Manchmal erlaubte sie es sich, von ihm zu träumen. Sie stellte sich vor, wie er mitten in der Nacht ihre Schlafzimmertür aufriss und ernst und streng auf sie zukam, nur beleuchtet vom metallischen Licht eines riesigen Vollmonds. León zog mit einem Ruck die Laken beiseite, unter denen sie lag, und schloss sie sanft in die Arme wie ein kleines Kind. Dann schlang sie die Arme um seinen Hals und vergrub ihr Gesicht an dieser dunklen Brust, sog seinen rauchigen Geruch ein, während er zur Tür ging, um sie auf ein phantastisches Schiff zu bringen, das in Richtung neue Welt in See stach. Dort würde sie ihm auf Gedeih und Verderb ausgeliefert sein.

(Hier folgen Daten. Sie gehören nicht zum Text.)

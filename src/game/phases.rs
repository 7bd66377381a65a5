//! Turn phase handlers
//!
//! Each handler runs after its own stack item was popped. To stay active it
//! pushes itself back; to advance it pushes its successor. Priority windows
//! are separate stack items pushed above the phase they guard.

use crate::core::{CardKind, PlayerId, SpellEffect};
use crate::game::game_loop::Flow;
use crate::game::mana_payment::{can_play_card, has_valid_moves, pay_cost};
use crate::game::stack::PendingEffect;
use crate::game::{Action, GameLoop, Phase};
use crate::zones::ZoneKind;

impl GameLoop {
    /// Hand the turn over and refresh the incoming player's permanents
    pub(crate) fn phase_untap(&mut self) -> Flow {
        let incoming = self.game.turn.other();
        self.game.turn = incoming;
        self.game.priority = incoming;
        self.game.priority_passed = false;
        self.game.turn_number += 1;

        let player = self.game.player_mut(incoming);
        player.mana = 0;
        player.land_played = false;
        for card in player.zones.board.iter_mut() {
            card.untap();
        }
        for land in player.zones.lands.iter_mut() {
            land.untap();
        }

        log_if_verbose!(self, "turn", "Turn {}: {}", self.game.turn_number, incoming);
        self.game.stack.push_phase(Phase::Upkeep);
        Flow::Drain
    }

    pub(crate) fn phase_upkeep(&mut self) -> Flow {
        let active = self.game.turn;
        for card in self.game.player_mut(active).zones.board.iter_mut() {
            if let Some(creature) = card.as_creature_mut() {
                creature.summoning_sickness = false;
            }
        }

        self.game.stack.push_phase(Phase::Draw);
        self.game.stack.push_phase(Phase::Priority);
        Flow::Drain
    }

    pub(crate) fn phase_draw(&mut self) -> Flow {
        if let Some(result) = self.draw_or_lose(self.game.turn) {
            return Flow::GameOver(result);
        }

        self.game.stack.push_phase(Phase::Play);
        self.game.stack.push_phase(Phase::Priority);
        Flow::Drain
    }

    /// Main phase: play lands, creatures and spells from hand
    pub(crate) fn phase_play(&mut self, action: Action) -> Flow {
        let active = self.game.turn;
        if !has_valid_moves(&self.game, active) {
            log_if_verbose!(self, "play", "{} has no valid moves", active);
            self.game.stack.push_phase(Phase::Attack);
            return Flow::Drain;
        }

        let idx = match action {
            Action::Noop => return self.await_action(Phase::Play),
            Action::Enter => {
                self.game.stack.push_phase(Phase::Attack);
                return Flow::Drain;
            }
            Action::TogglePriority => {
                self.toggle_priority(active);
                return self.await_action(Phase::Play);
            }
            Action::Select(idx) => idx,
        };

        let hand = &self.game.player(active).zones.hand;
        let Some(card) = hand.get(idx) else {
            let len = hand.len();
            return self.reject(
                Phase::Play,
                &format!("invalid action {idx}, hand has {len} cards"),
            );
        };
        if !can_play_card(&self.game, active, card) {
            let name = card.name.clone();
            return self.reject(Phase::Play, &format!("condition for playing {name} not met"));
        }
        let card = card.clone();

        let player = self.game.player_mut(active);
        if !pay_cost(player, card.cost) {
            return self.reject(Phase::Play, &format!("not enough mana for {}", card.name));
        }

        self.logger.normal(&format!("{active} plays {card}"));
        match card.kind {
            CardKind::Land => {
                player.zones.move_card(ZoneKind::Hand, ZoneKind::Lands, idx);
                player.land_played = true;
                self.await_action(Phase::Play)
            }
            CardKind::Creature(state) => {
                player.zones.move_card(ZoneKind::Hand, ZoneKind::Board, idx);
                self.game.stack.push_phase(Phase::Play);
                self.game
                    .stack
                    .push_effect(PendingEffect::new(state.effect, active));
                Flow::Drain
            }
            CardKind::Instant(spell) | CardKind::Sorcery(spell) => {
                player.zones.move_card(ZoneKind::Hand, ZoneKind::Graveyard, idx);
                self.game.stack.push_phase(Phase::Play);
                self.cast_spell(active, spell);
                Flow::Drain
            }
        }
    }

    /// Queue a spell's effect behind a priority window, or a target choice
    /// first when it needs one
    pub(crate) fn cast_spell(&mut self, caster: PlayerId, spell: SpellEffect) {
        let pending = PendingEffect::new(spell.effect, caster);
        if spell.needs_target() {
            self.game.stack.push_phase(Phase::Target(pending));
        } else {
            self.game.stack.push_effect(pending);
            self.game.stack.push_phase(Phase::Priority);
        }
    }

    /// Declare attackers by toggling creatures, Enter to confirm
    pub(crate) fn phase_attack(&mut self, action: Action) -> Flow {
        let active = self.game.turn;
        let idx = match action {
            Action::Noop => return self.await_action(Phase::Attack),
            Action::Enter => {
                log_if_verbose!(self, "combat", "{} confirms attackers", active);
                self.game.turn = active.other();
                self.game.block_idx = 0;
                self.game.stack.push_phase(Phase::Block);
                return Flow::Drain;
            }
            Action::TogglePriority => {
                return self.reject(Phase::Attack, "priority cannot be toggled while attacking")
            }
            Action::Select(idx) => idx,
        };

        let board = &mut self.game.player_mut(active).zones.board;
        let len = board.len();
        let Some(card) = board.get_mut(idx) else {
            return self.reject(Phase::Attack, &format!("invalid action {idx}, board has {len} cards"));
        };
        let tapped = card.tapped;
        let Some(creature) = card.as_creature_mut() else {
            return self.reject(Phase::Attack, "not a creature");
        };
        if creature.summoning_sickness {
            return self.reject(Phase::Attack, "creature has summoning sickness");
        }
        if tapped && !creature.attacking {
            return self.reject(Phase::Attack, "creature is tapped");
        }

        creature.attacking = !creature.attacking;
        let attacking = creature.attacking;
        card.tapped = attacking;
        log_if_verbose!(self, "combat", "Creature {} attacking: {}", idx, attacking);
        self.await_action(Phase::Attack)
    }

    /// Choose a creature on the opposing board for a targeted spell
    pub(crate) fn phase_target(&mut self, pending: PendingEffect, action: Action) -> Flow {
        let phase = Phase::Target(pending);
        let opponent = pending.controller.other();

        // Nothing to choose from: resolve against index 0 and let it fizzle
        if !self.game.player(opponent).has_creature() {
            log_if_verbose!(self, "target", "No legal target for {}", pending.kind.describe());
            self.game.stack.push_effect(pending.with_target(0));
            self.game.stack.push_phase(Phase::Priority);
            return Flow::Drain;
        }

        let target = match action {
            Action::Noop => return self.await_action(phase),
            Action::Enter => 0,
            Action::Select(idx) => idx,
            Action::TogglePriority => {
                return self.reject(phase, "priority cannot be toggled while targeting")
            }
        };

        let board = &self.game.player(opponent).zones.board;
        if !board.get(target).is_some_and(|card| card.is_creature()) {
            let len = board.len();
            return self.reject(phase, &format!("invalid target {target}, board has {len} cards"));
        }

        log_if_verbose!(self, "target", "{} targets creature {}", pending.controller, target);
        self.game.stack.push_effect(pending.with_target(target));
        self.game.stack.push_phase(Phase::Priority);
        Flow::Drain
    }
}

Nach dem Abendessen setzten sich Mamita Lula und Julia in den hinteren Patio, um zu plaudern, bis sie müde wurden. Hin und wieder baten sie León, ihnen Gesellschaft zu leisten. Dann saß er entspannt da und erzählte von asiatischen Häfen, die nach Curry und Stockfisch rochen. Er berichtete ihnen von einem merkwürdigen afrikanischen Stamm, deren Männer größer seien als der Mond, und von anderen, die kaum zwei Handbreit vom Boden aufragten. Wieder andere seien im Besitz einer magischen Formel, um die Köpfe ihrer Feinde auf die Größe und das Aussehen einer gerösteten Kastanie schrumpfen zu lassen. Manchmal erzählte er ihnen mit verkniffenem Mund die Geschichte, wie die Türken ihn mit knapp fünfzehn Jahren entführt hatten, um ihn zu einem Soldaten des Sultans zu machen; wie er lange Zeit vorgab, sich in sein Schicksal als schnurrbärtiger Krummsäbelträger ergeben zu haben, und wie ähnlich die Janitscharen den christlichen Orden der Mönchsritter seien.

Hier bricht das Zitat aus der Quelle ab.